The app still fails to load with sandboxd[154]: ([9703]) MyApp Helper(9703) deny forbidden-sandbox-reinit

Edit. Finally got this thing to work. Took pretty much every single combination of everything on the internet, ever.

Package with electron-package. Do not use the --osx-sign option, use the following script (and entitlements) instead:

Note that of course, this script won’t actually work in generating the .pkg. Remove the - sign option in the productbuild command, because of course this has be different. You’ll create the .pkg, which you then need to sign with productsign which is fairly self explanatory. <- this of course proved to be untrue. The package will get created. It’ll install the application. And then the app just displays a white screen, no errors in the console. spctl -a -v --raw --type install App.pkg fails with the rejected error.


Hey jpittner,

Glad you got it working!

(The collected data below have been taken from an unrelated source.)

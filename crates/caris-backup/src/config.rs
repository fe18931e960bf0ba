//! Backup subsystem configuration
//!
//! Deserialized from the daemon's figment stack (`caris.toml` plus
//! `CARIS_`-prefixed environment variables). Every field has a default so
//! a bare config file still yields a working local setup.

use crate::retention::RetentionPolicy;
use crate::scheduler::ScheduleConfig;
use serde::{Deserialize, Serialize};
use std::path::PathBuf;

/// Top-level backup configuration
#[derive(Debug, Clone, Serialize, Deserialize)]
#[serde(default)]
pub struct BackupConfig {
    /// Root directory for backup artifacts and metadata
    pub base_dir: PathBuf,
    /// PostgreSQL connection URL passed to `pg_dump` and `psql`
    pub database_url: String,
    /// Uploaded-file tree to archive
    pub uploads_dir: PathBuf,
    /// Run the gzip stage
    pub compress: bool,
    /// Subprocess timeout for `pg_dump` / `psql`, in seconds
    pub subprocess_timeout_secs: u64,
    /// Encryption settings; absent means plaintext artifacts
    pub encryption: Option<EncryptionConfig>,
    /// Retention policy applied by the daily cleanup job
    pub retention: RetentionPolicy,
    /// Cron expressions for the scheduled jobs
    pub schedules: ScheduleConfig,
    /// Notification channels
    pub notifications: NotificationConfig,
}

impl Default for BackupConfig {
    fn default() -> Self {
        Self {
            base_dir: PathBuf::from("./backups"),
            database_url: "postgresql://localhost/caris".into(),
            uploads_dir: PathBuf::from("./uploads"),
            compress: true,
            subprocess_timeout_secs: 1800,
            encryption: None,
            retention: RetentionPolicy::default(),
            schedules: ScheduleConfig::default(),
            notifications: NotificationConfig::default(),
        }
    }
}

impl BackupConfig {
    /// Directory holding database backup artifacts
    pub fn database_backup_dir(&self) -> PathBuf {
        self.base_dir.join("database")
    }

    /// Directory holding file backup archives
    pub fn file_backup_dir(&self) -> PathBuf {
        self.base_dir.join("files")
    }

    /// Directory holding the JSON metadata documents
    pub fn metadata_dir(&self) -> PathBuf {
        self.base_dir.join("metadata")
    }

    /// Scratch directory for restore staging
    pub fn restore_temp_dir(&self) -> PathBuf {
        self.base_dir.join("restore-tmp")
    }
}

/// Key derivation inputs for artifact encryption
#[derive(Debug, Clone, Serialize, Deserialize)]
pub struct EncryptionConfig {
    /// Secret passphrase; the AES key is derived from it with scrypt
    pub secret: String,
    /// Derivation salt, fixed per deployment
    pub salt: String,
}

/// Notification channel settings
#[derive(Debug, Clone, Default, Serialize, Deserialize)]
#[serde(default)]
pub struct NotificationConfig {
    /// SMTP email channel; absent disables email
    pub email: Option<EmailConfig>,
    /// Webhook channel; absent disables webhooks
    pub webhook: Option<WebhookConfig>,
}

/// SMTP settings for the email channel
#[derive(Debug, Clone, Serialize, Deserialize)]
pub struct EmailConfig {
    /// SMTP relay host
    pub smtp_host: String,
    /// From address
    pub from: String,
    /// Recipient address
    pub to: String,
}

/// Settings for the webhook channel
#[derive(Debug, Clone, Serialize, Deserialize)]
pub struct WebhookConfig {
    /// Webhook endpoint URL
    pub url: String,
}

#[cfg(test)]
mod tests {
    use super::*;

    #[test]
    fn test_defaults_are_self_contained() {
        let config = BackupConfig::default();
        assert!(config.compress);
        assert!(config.encryption.is_none());
        assert!(config.notifications.email.is_none());
        assert!(config.notifications.webhook.is_none());
        assert_eq!(config.subprocess_timeout_secs, 1800);
        assert_eq!(config.metadata_dir(), PathBuf::from("./backups/metadata"));
    }

    #[test]
    fn test_partial_toml_fills_in_defaults() {
        let toml = r#"
            base_dir = "/var/lib/caris/backups"
            [encryption]
            secret = "hunter2"
            salt = "caris-prod"
        "#;
        let config: BackupConfig = toml::from_str(toml).unwrap();
        assert_eq!(config.base_dir, PathBuf::from("/var/lib/caris/backups"));
        assert!(config.compress, "unset fields fall back to defaults");
        let enc = config.encryption.unwrap();
        assert_eq!(enc.secret, "hunter2");
    }
}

I had the same experience when I was dealing with it… It was difficult to track down the information needed. Good luck with submitting it to the App Store!


I’ve got no idea what to try now. The .app signs and verifies fine (using Developer ID, using the 3rd Party Mac Developer certs doesn’t work at all) but I can’t package it. I mean, I can, but spctl fails to verify it with any of the identities. I’ve tried using productbuild --sign, productbuild without the signing, then signing with productsign, all seem to create the pkg without error, but then fail spctl verification. The pkg will even run, and install, on a test mac, but the install will finish (with no errors, application successfully installed it says) and the app won’t actually be in the /Applications directory. When it was signed (but failed the cpctl -a -v --type install) it would install the app, I could load it up and the result would be a blank window, but no errors in the console.

So then I tried creating a Project with xcode, because maybe those tools will give me some useful errors. I put the newly created project in the same folder with my signed .app, then run the Archive process. This finds my .app, tells me that there are no entitlements in it (and that the executable should be sandboxed), and that it’s missing the 2x icns file. It then of course tells me that the process has failed, due to a general error. So no help there.

– edit:

The installer was failing as I didn’t have the Developer ID Installer cert installed. So, I go back to the page, request the cert, download that, add it to the keychain, and lo and behold, I can run productbuild with the --sign option, and spctl is happy - output is myapp.pkg: accepted source=Developer ID. Double click the pkg on my test machine, and it installs. Or claims to. Says the program was successfully installed, but nothing added to the Applications directory. sigh. Okay, let’s try again. productbuilt, this time without the --sign option, let’s use productsign to do that. Pkg created, signed, send it over to test machine, amazing - the app is now actually installed. Let’s load it up. Blank screen. Console has no errors. Well this is peculiar. Let’s try something, let’s tar this up and check if it’s still signed properly after the install. Hm, errors during the tar. I don’t have permission to access files. The installer wanted me to type in a password when installing, and looks like all the files are owned by root. chgrp to admin, and the app works. Looks like Electron will just sit there and not spit out any errors if it can’t access the files.

chmod -R 755 on the app files (prior to packaging them) address the file permissions, at least.